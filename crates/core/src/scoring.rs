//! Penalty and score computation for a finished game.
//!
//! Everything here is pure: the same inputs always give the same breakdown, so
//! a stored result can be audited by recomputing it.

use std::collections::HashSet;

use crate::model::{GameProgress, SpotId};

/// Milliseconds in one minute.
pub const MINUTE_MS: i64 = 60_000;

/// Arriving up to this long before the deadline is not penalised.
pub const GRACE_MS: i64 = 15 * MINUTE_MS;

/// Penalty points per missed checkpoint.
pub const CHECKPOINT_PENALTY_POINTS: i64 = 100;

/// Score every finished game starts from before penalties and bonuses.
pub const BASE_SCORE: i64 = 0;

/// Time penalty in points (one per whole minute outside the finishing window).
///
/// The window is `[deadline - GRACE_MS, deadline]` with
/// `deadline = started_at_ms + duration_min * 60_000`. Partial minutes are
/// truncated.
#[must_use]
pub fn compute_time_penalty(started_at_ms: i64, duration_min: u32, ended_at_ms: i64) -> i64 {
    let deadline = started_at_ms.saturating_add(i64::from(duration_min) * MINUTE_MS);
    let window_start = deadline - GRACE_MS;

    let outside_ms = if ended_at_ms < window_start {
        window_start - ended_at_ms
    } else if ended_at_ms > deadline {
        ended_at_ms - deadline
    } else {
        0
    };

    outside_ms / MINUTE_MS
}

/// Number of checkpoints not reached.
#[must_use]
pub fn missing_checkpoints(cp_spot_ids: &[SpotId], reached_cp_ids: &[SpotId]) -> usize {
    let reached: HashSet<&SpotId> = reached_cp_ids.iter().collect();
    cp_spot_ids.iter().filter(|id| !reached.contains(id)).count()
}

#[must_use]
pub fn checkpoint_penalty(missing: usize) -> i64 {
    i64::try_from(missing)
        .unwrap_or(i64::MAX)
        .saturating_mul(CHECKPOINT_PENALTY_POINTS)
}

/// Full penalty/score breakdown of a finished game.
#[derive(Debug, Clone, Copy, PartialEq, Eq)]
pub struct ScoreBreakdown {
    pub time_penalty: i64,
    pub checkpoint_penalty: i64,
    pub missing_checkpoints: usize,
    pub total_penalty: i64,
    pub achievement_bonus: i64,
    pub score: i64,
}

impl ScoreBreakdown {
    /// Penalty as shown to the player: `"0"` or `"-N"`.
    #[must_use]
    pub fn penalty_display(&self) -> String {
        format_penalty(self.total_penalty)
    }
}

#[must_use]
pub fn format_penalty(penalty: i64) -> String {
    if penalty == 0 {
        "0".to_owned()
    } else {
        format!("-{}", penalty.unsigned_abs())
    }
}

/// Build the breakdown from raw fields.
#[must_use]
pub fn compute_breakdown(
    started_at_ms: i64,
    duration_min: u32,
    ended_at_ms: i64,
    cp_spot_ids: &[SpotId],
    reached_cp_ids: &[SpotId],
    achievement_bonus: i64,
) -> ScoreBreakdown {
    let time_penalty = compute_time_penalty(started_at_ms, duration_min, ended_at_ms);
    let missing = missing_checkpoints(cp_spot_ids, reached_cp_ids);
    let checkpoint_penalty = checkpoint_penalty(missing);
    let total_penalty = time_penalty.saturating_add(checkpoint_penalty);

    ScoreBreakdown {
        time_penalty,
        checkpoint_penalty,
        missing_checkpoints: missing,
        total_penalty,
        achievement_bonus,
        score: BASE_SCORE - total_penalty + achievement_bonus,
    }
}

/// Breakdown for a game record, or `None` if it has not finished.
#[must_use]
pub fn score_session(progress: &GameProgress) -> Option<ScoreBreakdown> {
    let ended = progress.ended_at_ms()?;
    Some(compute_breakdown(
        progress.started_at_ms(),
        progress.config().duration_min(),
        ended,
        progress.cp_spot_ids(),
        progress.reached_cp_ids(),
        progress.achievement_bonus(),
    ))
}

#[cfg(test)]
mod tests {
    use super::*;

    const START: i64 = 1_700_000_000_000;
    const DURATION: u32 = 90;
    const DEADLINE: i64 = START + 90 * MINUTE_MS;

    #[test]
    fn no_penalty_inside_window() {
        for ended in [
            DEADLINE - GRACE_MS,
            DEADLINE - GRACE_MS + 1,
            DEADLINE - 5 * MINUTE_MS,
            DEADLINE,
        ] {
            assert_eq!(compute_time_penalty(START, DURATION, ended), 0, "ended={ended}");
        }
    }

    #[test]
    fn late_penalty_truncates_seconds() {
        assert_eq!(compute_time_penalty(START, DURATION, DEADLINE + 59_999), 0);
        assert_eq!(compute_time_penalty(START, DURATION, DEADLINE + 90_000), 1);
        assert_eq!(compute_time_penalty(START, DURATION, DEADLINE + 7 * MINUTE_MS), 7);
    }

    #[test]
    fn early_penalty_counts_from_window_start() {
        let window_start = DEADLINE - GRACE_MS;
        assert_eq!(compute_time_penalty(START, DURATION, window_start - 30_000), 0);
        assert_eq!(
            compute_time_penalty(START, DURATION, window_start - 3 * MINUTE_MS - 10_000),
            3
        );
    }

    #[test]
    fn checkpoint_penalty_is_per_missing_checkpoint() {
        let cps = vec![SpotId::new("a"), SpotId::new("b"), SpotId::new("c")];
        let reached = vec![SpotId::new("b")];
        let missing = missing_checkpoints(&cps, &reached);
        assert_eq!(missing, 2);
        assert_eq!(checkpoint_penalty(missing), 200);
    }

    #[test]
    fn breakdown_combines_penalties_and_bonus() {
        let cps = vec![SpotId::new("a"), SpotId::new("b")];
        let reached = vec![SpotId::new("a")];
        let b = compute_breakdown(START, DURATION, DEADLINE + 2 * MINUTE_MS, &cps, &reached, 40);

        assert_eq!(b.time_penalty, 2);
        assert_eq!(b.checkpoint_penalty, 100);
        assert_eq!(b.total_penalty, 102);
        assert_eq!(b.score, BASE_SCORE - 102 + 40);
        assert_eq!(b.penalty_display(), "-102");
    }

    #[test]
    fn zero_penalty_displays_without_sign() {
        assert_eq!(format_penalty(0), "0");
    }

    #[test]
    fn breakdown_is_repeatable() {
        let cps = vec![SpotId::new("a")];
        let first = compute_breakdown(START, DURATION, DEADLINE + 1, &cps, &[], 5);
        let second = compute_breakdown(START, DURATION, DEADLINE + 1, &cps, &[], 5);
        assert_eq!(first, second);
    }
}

--------

Every record in the listing above should be reproduced exactly.

filename crates/core/src/scoring.rs
//! Penalty and score computation for a finished game.
//!
//! Everything here is pure: the same inputs always give the same breakdown, so
//! a stored result can be audited by recomputing it.

use std::collections::HashSet;

use crate::model::{GameProgress, SpotId};

/// Milliseconds in one minute.
pub const MINUTE_MS: i64 = 60_000;

/// Arriving up to this long before the deadline is not penalised.
pub const GRACE_MS: i64 = 15 * MINUTE_MS;

/// Penalty points per missed checkpoint.
pub const CHECKPOINT_PENALTY_POINTS: i64 = 100;

/// Score every finished game starts from before penalties and bonuses.
pub const BASE_SCORE: i64 = 0;

/// Time penalty in points (one per whole minute outside the finishing window).
///
/// The window is `[deadline - GRACE_MS, deadline]` with
/// `deadline = started_at_ms + duration_min * 60_000`. Partial minutes are
/// truncated.
#[must_use]
pub fn compute_time_penalty(started_at_ms: i64, duration_min: u32, ended_at_ms: i64) -> i64 {
    let deadline = started_at_ms.saturating_add(i64::from(duration_min) * MINUTE_MS);
    let window_start = deadline - GRACE_MS;

    let outside_ms = if ended_at_ms < window_start {
        window_start - ended_at_ms
    } else if ended_at_ms > deadline {
        ended_at_ms - deadline
    } else {
        0
    };

    outside_ms / MINUTE_MS
}

/// Number of checkpoints not reached.
#[must_use]
pub fn missing_checkpoints(cp_spot_ids: &[SpotId], reached_cp_ids: &[SpotId]) -> usize {
    let reached: HashSet<&SpotId> = reached_cp_ids.iter().collect();
    cp_spot_ids.iter().filter(|id| !reached.contains(id)).count()
}

#[must_use]
pub fn checkpoint_penalty(missing: usize) -> i64 {
    i64::try_from(missing)
        .unwrap_or(i64::MAX)
        .saturating_mul(CHECKPOINT_PENALTY_POINTS)
}

/// Full penalty/score breakdown of a finished game.
#[derive(Debug, Clone, Copy, PartialEq, Eq)]
pub struct ScoreBreakdown {
    pub time_penalty: i64,
    pub checkpoint_penalty: i64,
    pub missing_checkpoints: usize,
    pub total_penalty: i64,
    pub achievement_bonus: i64,
    pub score: i64,
}

impl ScoreBreakdown {
    /// Penalty as shown to the player: `"0"` or `"-N"`.
    #[must_use]
    pub fn penalty_display(&self) -> String {
        format_penalty(self.total_penalty)
    }
}

#[must_use]
pub fn format_penalty(penalty: i64) -> String {
    if penalty == 0 {
        "0".to_owned()
    } else {
        format!("-{}", penalty.unsigned_abs())
    }
}

/// Build the breakdown from raw fields.
#[must_use]
pub fn compute_breakdown(
    started_at_ms: i64,
    duration_min: u32,
    ended_at_ms: i64,
    cp_spot_ids: &[SpotId],
    reached_cp_ids: &[SpotId],
    achievement_bonus: i64,
) -> ScoreBreakdown {
    let time_penalty = compute_time_penalty(started_at_ms, duration_min, ended_at_ms);
    let missing = missing_checkpoints(cp_spot_ids, reached_cp_ids);
    let checkpoint_penalty = checkpoint_penalty(missing);
    let total_penalty = time_penalty.saturating_add(checkpoint_penalty);

    ScoreBreakdown {
        time_penalty,
        checkpoint_penalty,
        missing_checkpoints: missing,
        total_penalty,
        achievement_bonus,
        score: BASE_SCORE - total_penalty + achievement_bonus,
    }
}

/// Breakdown for a game record, or `None` if it has not finished.
#[must_use]
pub fn score_session(progress: &GameProgress) -> Option<ScoreBreakdown> {
    let ended = progress.ended_at_ms()?;
    Some(compute_breakdown(
        progress.started_at_ms(),
        progress.config().duration_min(),
        ended,
        progress.cp_spot_ids(),
        progress.reached_cp_ids(),
        progress.achievement_bonus(),
    ))
}

#[cfg(test)]
mod tests {
    use super::*;

    const START: i64 = 1_700_000_000_000;
    const DURATION: u32 = 90;
    const DEADLINE: i64 = START + 90 * MINUTE_MS;

    #[test]
    fn no_penalty_inside_window() {
        for ended in [
            DEADLINE - GRACE_MS,
            DEADLINE - GRACE_MS + 1,
            DEADLINE - 5 * MINUTE_MS,
            DEADLINE,
        ] {
            assert_eq!(compute_time_penalty(START, DURATION, ended), 0, "ended={ended}");
        }
    }

    #[test]
    fn late_penalty_truncates_seconds() {
        assert_eq!(compute_time_penalty(START, DURATION, DEADLINE + 59_999), 0);
        assert_eq!(compute_time_penalty(START, DURATION, DEADLINE + 90_000), 1);
        assert_eq!(compute_time_penalty(START, DURATION, DEADLINE + 7 * MINUTE_MS), 7);
    }

    #[test]
    fn early_penalty_counts_from_window_start() {
        let window_start = DEADLINE - GRACE_MS;
        assert_eq!(compute_time_penalty(START, DURATION, window_start - 30_000), 0);
        assert_eq!(
            compute_time_penalty(START, DURATION, window_start - 3 * MINUTE_MS - 10_000),
            3
        );
    }

    #[test]
    fn checkpoint_penalty_is_per_missing_checkpoint() {
        let cps = vec![SpotId::new("a"), SpotId::new("b"), SpotId::new("c")];
        let reached = vec![SpotId::new("b")];
        let missing = missing_checkpoints(&cps, &reached);
        assert_eq!(missing, 2);
        assert_eq!(checkpoint_penalty(missing), 200);
    }

    #[test]
    fn breakdown_combines_penalties_and_bonus() {
        let cps = vec![SpotId::new("a"), SpotId::new("b")];
        let reached = vec![SpotId::new("a")];
        let b = compute_breakdown(START, DURATION, DEADLINE + 2 * MINUTE_MS, &cps, &reached, 40);

        assert_eq!(b.time_penalty, 2);
        assert_eq!(b.checkpoint_penalty, 100);
        assert_eq!(b.total_penalty, 102);
        assert_eq!(b.score, BASE_SCORE - 102 + 40);
        assert_eq!(b.penalty_display(), "-102");
    }

    #[test]
    fn zero_penalty_displays_without_sign() {
        assert_eq!(format_penalty(0), "0");
    }

    #[test]
    fn breakdown_is_repeatable() {
        let cps = vec![SpotId::new("a")];
        let first = compute_breakdown(START, DURATION, DEADLINE + 1, &cps, &[], 5);
        let second = compute_breakdown(START, DURATION, DEADLINE + 1, &cps, &[], 5);
        assert_eq!(first, second);
    }
}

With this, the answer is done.